Le taux d’analphabétisme, l’un des plus grands dans le monde arabe, n’est pas pour arranger les choses. Mais à quoi bon faire des études dans un pays où le chômage fait des ravages et où l’émigration clandestine devient la seule bouée de secours pour les milliers de diplômés chômeurs. Les plus téméraires parmi eux se contentent de tenir des sit-in quotidiens devant le Parlement à Rabat. Un “spectacle” qui laisse indifférents le reste des Rbatis et les CRS habitués à cette animation quotidienne.

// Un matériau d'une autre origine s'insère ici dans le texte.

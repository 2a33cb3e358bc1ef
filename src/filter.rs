//! Logic of the [`WordPool`] to select every word matching a [`FilterSpec`]
//!
//! Cheap filters run first: category selection, length bisection and, when
//! the pool is indexed, trie lookups intersected with the candidates. What is
//! left (patterns, spaces, and affixes of an unindexed pool) is checked in a
//! single pass over the remaining candidates.

use crate::{
	category::{LengthBounds, LengthSortedCategory},
	WordPool,
};
use regex::Regex;
use std::collections::BTreeSet;

/// Informs why a filter could not be applied
#[derive(Debug, thiserror::Error)]
pub enum FilterError {
	/// Minimum length is above the maximum length
	#[error("minimum length {min} cannot be greater than maximum length {max}")]
	InvalidLengthBounds { min: i64, max: i64 },

	/// Requested category was never configured
	#[error("`{0}` is an invalid category")]
	UnknownCategory(String),

	/// Pattern does not compile
	#[error("invalid pattern: {0}")]
	InvalidPattern(#[from] regex::Error),
}

/// Constraints a word must satisfy
///
/// Empty `starts_with`, `ends_with` and `categories` do not constrain
/// anything, an empty category list selects every category.
///
/// ```
/// use wordpick::FilterSpec;
///
/// let spec = FilterSpec::default()
/// 	.starts_with("a")
/// 	.categories(["noun"])
/// 	.min_length(3);
/// assert_eq!(spec.min_length, Some(3));
/// ```
#[derive(Debug, Clone, Default, PartialEq, Eq)]
#[must_use]
pub struct FilterSpec {
	pub starts_with: String,
	pub ends_with: String,
	pub categories: Vec<String>,
	/// Negative values are ignored
	pub min_length: Option<i64>,
	/// Negative values are ignored, `0` is ignored too unless the pool is
	/// built with strict lengths
	pub max_length: Option<i64>,
	/// Regular expression the whole word must match
	pub pattern: Option<String>,
	/// Drop words containing a space
	pub exclude_spaces: bool,
}

impl FilterSpec {
	pub fn starts_with(mut self, prefix: impl Into<String>) -> Self {
		self.starts_with = prefix.into();
		self
	}

	pub fn ends_with(mut self, suffix: impl Into<String>) -> Self {
		self.ends_with = suffix.into();
		self
	}

	pub fn categories<I, S>(mut self, categories: I) -> Self
	where
		I: IntoIterator<Item = S>,
		S: Into<String>,
	{
		self.categories = categories.into_iter().map(Into::into).collect();
		self
	}

	pub fn min_length(mut self, min: i64) -> Self {
		self.min_length = Some(min);
		self
	}

	pub fn max_length(mut self, max: i64) -> Self {
		self.max_length = Some(max);
		self
	}

	pub fn pattern(mut self, pattern: impl Into<String>) -> Self {
		self.pattern = Some(pattern.into());
		self
	}

	pub fn exclude_spaces(mut self, exclude: bool) -> Self {
		self.exclude_spaces = exclude;
		self
	}
}

/// Methods for filtering the pool
impl WordPool {
	/// Every distinct word matching `spec`, sorted
	///
	/// A word shared by several selected categories appears once.
	///
	/// # Errors
	/// Check [`FilterError`] to see all the ways this function breaks
	pub fn filter(&self, spec: &FilterSpec) -> Result<Vec<String>, FilterError> {
		let bounds = LengthBounds::new(spec.min_length, spec.max_length, self.length_mode)?;

		let mut candidates = BTreeSet::new();
		for category in self.select_categories(&spec.categories)? {
			candidates.extend(category.slice(bounds.min, bounds.max).iter().map(String::as_str));
		}
		log::trace!("{} candidates within length bounds", candidates.len());

		if let Some(affixes) = &self.affixes {
			if !spec.starts_with.is_empty() {
				let hits = affixes.prefixes.words_with_prefix(&spec.starts_with);
				candidates.retain(|word| hits.contains(*word));
			}
			if !spec.ends_with.is_empty() {
				let hits = affixes.suffixes.words_with_suffix(&spec.ends_with);
				candidates.retain(|word| hits.contains(*word));
			}
			log::trace!("{} candidates after affix lookups", candidates.len());
		}

		let scan = Scan::new(spec, self.affixes.is_none())?;
		if !scan.is_empty() {
			candidates.retain(|word| scan.accepts(word));
		}

		log::debug!("{} words match {spec:?}", candidates.len());
		Ok(candidates.into_iter().map(ToOwned::to_owned).collect())
	}

	/// Requested categories, or all of them when none are named
	fn select_categories<'a>(
		&'a self,
		names: &[String],
	) -> Result<Vec<&'a LengthSortedCategory>, FilterError> {
		if names.is_empty() {
			return Ok(self.categories.values().collect());
		}

		names
			.iter()
			.map(|name| {
				self.categories
					.get(name)
					.ok_or_else(|| FilterError::UnknownCategory(name.clone()))
			})
			.collect()
	}
}

/// Predicates that need to look at every candidate
#[derive(Debug, Default)]
struct Scan<'s> {
	pattern: Option<Regex>,
	exclude_spaces: bool,
	starts_with: Option<&'s str>,
	ends_with: Option<&'s str>,
}

impl<'s> Scan<'s> {
	/// `with_affixes` is set when no trie answered the affix constraints
	fn new(spec: &'s FilterSpec, with_affixes: bool) -> Result<Self, FilterError> {
		let pattern = spec
			.pattern
			.as_deref()
			.map(|pattern| Regex::new(&format!("^(?:{pattern})$")))
			.transpose()?;

		let affix = |value: &'s str| (with_affixes && !value.is_empty()).then_some(value);

		Ok(Self {
			pattern,
			exclude_spaces: spec.exclude_spaces,
			starts_with: affix(&spec.starts_with),
			ends_with: affix(&spec.ends_with),
		})
	}

	const fn is_empty(&self) -> bool {
		self.pattern.is_none()
			&& !self.exclude_spaces
			&& self.starts_with.is_none()
			&& self.ends_with.is_none()
	}

	fn accepts(&self, word: &str) -> bool {
		self.pattern.as_ref().map_or(true, |pattern| pattern.is_match(word))
			&& !(self.exclude_spaces && word.contains(' '))
			&& self.starts_with.map_or(true, |prefix| word.starts_with(prefix))
			&& self.ends_with.map_or(true, |suffix| word.ends_with(suffix))
	}
}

Le gouvernement a beau mené une campagne contre les “mauvais élus” coupables de mauvaise gestion ou de détournement d’argent, mais dans un pays où la corruption est généralisée, les élus locaux sont les parfaits boucs émissaires, tandis que les caïds continuent à sévir et à se sucrer en toute impunité. C’est le cas aussi de la chasse aux trafiquants de drogue.
Le Maroc, grand producteur de drogue, acculé par la communauté internationale, fait semblant de lutter contre les trafiquants, sans jamais s’attaquer aux gros bonnets constitués essentiellement de hauts gradés de l’armée et de la gendarmerie. Les champs de culture de cannabis continuent à produire à profusion et rien ne semble inquiéter la bonne marche des affaires des gros bonnets.

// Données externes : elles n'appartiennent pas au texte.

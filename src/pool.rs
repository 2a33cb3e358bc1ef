//! High level interface over named word categories
//!
//! Entrypoint methods are
//! - [`WordPool::filter`]: every word matching a [`FilterSpec`](crate::FilterSpec)
//! - [`WordPool::random_words`]: a random selection of those words
//! - [`WordPool::word`]: a single random word

use crate::{
	category::{LengthMode, LengthSortedCategory},
	trie::{PrefixIndex, SuffixIndex},
	wordlist::{CategorySource, DefaultList},
};
use std::{collections::BTreeMap, io};

/// Named categories of words, immutable once built
#[derive(Debug)]
pub struct WordPool {
	pub(crate) categories: BTreeMap<String, LengthSortedCategory>,
	/// Tries over every word of every category, when enabled
	pub(crate) affixes: Option<AffixIndex>,
	pub(crate) length_mode: LengthMode,
}

/// Forward and reversed tries over the whole pool
#[derive(Debug, Default)]
pub(crate) struct AffixIndex {
	pub(crate) prefixes: PrefixIndex,
	pub(crate) suffixes: SuffixIndex,
}

/// Ways initializing a [`WordPool`] could go wrong
#[derive(Debug, thiserror::Error)]
pub enum InitializeError {
	/// Could not parse a word list
	#[error("Could not parse word list: {0}")]
	Parser(String),

	/// Could not correctly open a given word list
	#[error(transparent)]
	Io(#[from] io::Error),
}

/// Constructors
impl WordPool {
	#[must_use]
	pub fn builder() -> WordPoolBuilder {
		WordPoolBuilder::default()
	}

	/// Categories `noun`, `verb` and `adjective` filled from the bundled lists
	///
	/// # Errors
	///
	/// Will error if a bundled list cannot be parsed.
	pub fn with_defaults(indexed: bool) -> Result<Self, InitializeError> {
		Self::builder()
			.category("noun", DefaultList::Nouns)
			.category("verb", DefaultList::Verbs)
			.category("adjective", DefaultList::Adjectives)
			.indexed(indexed)
			.build()
	}

	/// # Errors
	///
	/// Will error if a [`CategorySource::Default`] list cannot be parsed.
	pub fn from_categories<N, S, I>(categories: I) -> Result<Self, InitializeError>
	where
		N: Into<String>,
		S: Into<CategorySource>,
		I: IntoIterator<Item = (N, S)>,
	{
		categories
			.into_iter()
			.fold(Self::builder(), |builder, (name, source)| builder.category(name, source))
			.build()
	}
}

/// Accessors
impl WordPool {
	/// Names of the configured categories, sorted
	pub fn categories(&self) -> impl Iterator<Item = &str> {
		self.categories.keys().map(String::as_str)
	}

	#[must_use]
	pub fn category(&self, name: &str) -> Option<&LengthSortedCategory> {
		self.categories.get(name)
	}

	/// Whether prefix and suffix tries were built
	#[must_use]
	pub const fn is_indexed(&self) -> bool {
		self.affixes.is_some()
	}

	#[must_use]
	pub const fn length_mode(&self) -> LengthMode {
		self.length_mode
	}
}

/// Collects category sources and switches before building a [`WordPool`]
#[derive(Debug, Default)]
#[must_use]
pub struct WordPoolBuilder {
	sources: BTreeMap<String, CategorySource>,
	indexed: bool,
	length_mode: LengthMode,
}

impl WordPoolBuilder {
	/// Registers a category, replacing any earlier one with the same name
	pub fn category(mut self, name: impl Into<String>, source: impl Into<CategorySource>) -> Self {
		self.sources.insert(name.into(), source.into());
		self
	}

	/// Builds prefix and suffix tries so `starts_with` and `ends_with`
	/// filters become lookups instead of scans
	pub fn indexed(mut self, indexed: bool) -> Self {
		self.indexed = indexed;
		self
	}

	/// Uses [`LengthMode::Strict`] instead of [`LengthMode::Lenient`]
	pub fn strict_lengths(mut self, strict: bool) -> Self {
		self.length_mode = if strict {
			LengthMode::Strict
		} else {
			LengthMode::Lenient
		};
		self
	}

	/// # Errors
	///
	/// Will error if a [`CategorySource::Default`] list cannot be parsed.
	pub fn build(self) -> Result<WordPool, InitializeError> {
		let mut categories = BTreeMap::new();
		for (name, source) in self.sources {
			let words = source.resolve()?;
			log::debug!("category `{name}` holds {} words", words.len());
			categories.insert(name, LengthSortedCategory::new(words));
		}

		let affixes = self.indexed.then(|| {
			let mut index = AffixIndex::default();
			for word in categories.values().flat_map(LengthSortedCategory::words) {
				index.prefixes.insert(word);
				index.suffixes.insert(word);
			}
			log::debug!("indexed {} distinct words", index.prefixes.len());
			index
		});

		Ok(WordPool {
			categories,
			affixes,
			length_mode: self.length_mode,
		})
	}
}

L’alliance de la bourgeoisie marocaine avec le palais royal fait que tout se passe dans un cercle très fermé et pas de place pour les intrus. Les habitants du plus grand bidonville de Rabat, Douar Al Kora, en savent quelque chose, eux qui vont faire les frais de l’appétit des bourgeois à accaparer des terrains jouxtant l’océan. Le futur quartier devant y être édifié commence déjà à faire des victimes : des centaines d’immeubles sont prévus par le promoteur privé, un ami de la famille royale. Certains sont déjà sortis de terre.

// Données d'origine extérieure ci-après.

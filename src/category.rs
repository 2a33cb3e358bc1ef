//! Word lists kept sorted by length so a length range is one contiguous slice

use crate::filter::FilterError;

/// A category's words ordered by ascending length (in characters)
///
/// Words of equal length keep no particular order.
#[derive(Debug, Clone, Default)]
pub struct LengthSortedCategory {
	words: Vec<String>,
	/// `lengths[i]` is the character count of `words[i]`
	lengths: Vec<usize>,
}

impl LengthSortedCategory {
	#[must_use]
	pub fn new(mut words: Vec<String>) -> Self {
		words.sort_by_cached_key(|word| word.chars().count());
		let lengths = words.iter().map(|word| word.chars().count()).collect();
		Self { words, lengths }
	}

	#[must_use]
	pub fn len(&self) -> usize {
		self.words.len()
	}

	#[must_use]
	pub fn is_empty(&self) -> bool {
		self.words.is_empty()
	}

	/// All words, shortest first
	#[must_use]
	pub fn words(&self) -> &[String] {
		&self.words
	}

	/// Words whose length lies in `[min, max]`, a missing bound leaves that
	/// side open.
	#[must_use]
	pub fn slice(&self, min: Option<usize>, max: Option<usize>) -> &[String] {
		let start = min.map_or(0, |min| self.first_at_least(min));
		let end = max.map_or(self.words.len(), |max| {
			self.first_at_least(max.saturating_add(1))
		});

		self.words.get(start..end).unwrap_or_default()
	}

	/// Index of the first word at least `length` characters long
	fn first_at_least(&self, length: usize) -> usize {
		self.lengths.partition_point(|&len| len < length)
	}
}

impl<S: Into<String>> FromIterator<S> for LengthSortedCategory {
	fn from_iter<I: IntoIterator<Item = S>>(iter: I) -> Self {
		Self::new(iter.into_iter().map(Into::into).collect())
	}
}

/// How raw length bounds are turned into [`LengthBounds`]
#[derive(Debug, Clone, Copy, Default, PartialEq, Eq)]
pub enum LengthMode {
	/// A maximum of `0` means "no maximum" and is never compared against the
	/// minimum
	#[default]
	Lenient,
	/// A maximum of `0` only admits empty words and must not be below the
	/// minimum
	Strict,
}

/// Validated length bounds, `None` is unbounded
#[derive(Debug, Clone, Copy, Default, PartialEq, Eq)]
pub struct LengthBounds {
	pub min: Option<usize>,
	pub max: Option<usize>,
}

impl LengthBounds {
	/// Validates bounds as supplied by a caller.
	///
	/// Validation happens on the raw values, then negative bounds are widened
	/// to unbounded.
	///
	/// # Errors
	///
	/// [`FilterError::InvalidLengthBounds`] when both bounds are given and the
	/// minimum exceeds the maximum (see [`LengthMode`] for `max == 0`).
	pub fn new(min: Option<i64>, max: Option<i64>, mode: LengthMode) -> Result<Self, FilterError> {
		if let (Some(min), Some(max)) = (min, max) {
			let unbounded_max = mode == LengthMode::Lenient && max == 0;
			if min > max && !unbounded_max {
				return Err(FilterError::InvalidLengthBounds { min, max });
			}
		}

		let max = match (mode, max) {
			(LengthMode::Lenient, Some(0)) => None,
			(_, max) => max,
		};

		Ok(Self {
			min: min.and_then(|min| usize::try_from(min).ok()),
			max: max.and_then(|max| usize::try_from(max).ok()),
		})
	}

	/// Whether `word` fits inside the bounds
	#[must_use]
	pub fn contains(&self, word: &str) -> bool {
		let len = word.chars().count();
		self.min.map_or(true, |min| len >= min) && self.max.map_or(true, |max| len <= max)
	}
}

Il était prévu, comme le montre l’immense plaque du chantier, que les habitants du bidonville y soient logés. Mais c’était trop beau pour y croire. D’autant plus que le groupe émirati Eemar s’est lancé dans un projet mitoyen pour faire de cette façade maritime le prolongement de la ville de Rabat.
La razzia sur le foncier est faite de telle sorte que les pauvres ne puissent pas se mélanger aux riches. C’est une constante à laquelle les tenants du Makhzen tiennent plus que tout. Et il suffit de sillonner le quartier résidentiel d’Agdal pour s’en rendre compte. Ici, les boutiques franchisées, les cafés et restaurants branchés, les voitures de luxe donnent l’impression d’être en Europe. La population qui fréquente les lieux est spéciale. C’est un peuple tout autre que celui que l’on retrouve dans la Médina, l’ancienne ville ou dans les bidonvilles. Mais Agdal reste interdite aux chômeurs et autres pauvres. Ne s’y balade pas qui veut. C’est à ce prix que la quiétude des riches et des hommes d’affaires est assurée.
Un peu plus retirés, les villas et autres palais de la bourgeoisie marocaine sont tout simplement inaccessibles. La ruelle des princesses (les sœurs du roi) ou encore celle où loge sa sœur Mériem, la plus en vue parmi elles, sont interdites à la circulation. Les palais des enfants de l’entourage royal ressemblent à des forteresses.
Des clubs de golf et de polo pullulent dans la région pour faire plaisir à la très sélect jet-set qui veut ressembler à tout prix à la famille royale.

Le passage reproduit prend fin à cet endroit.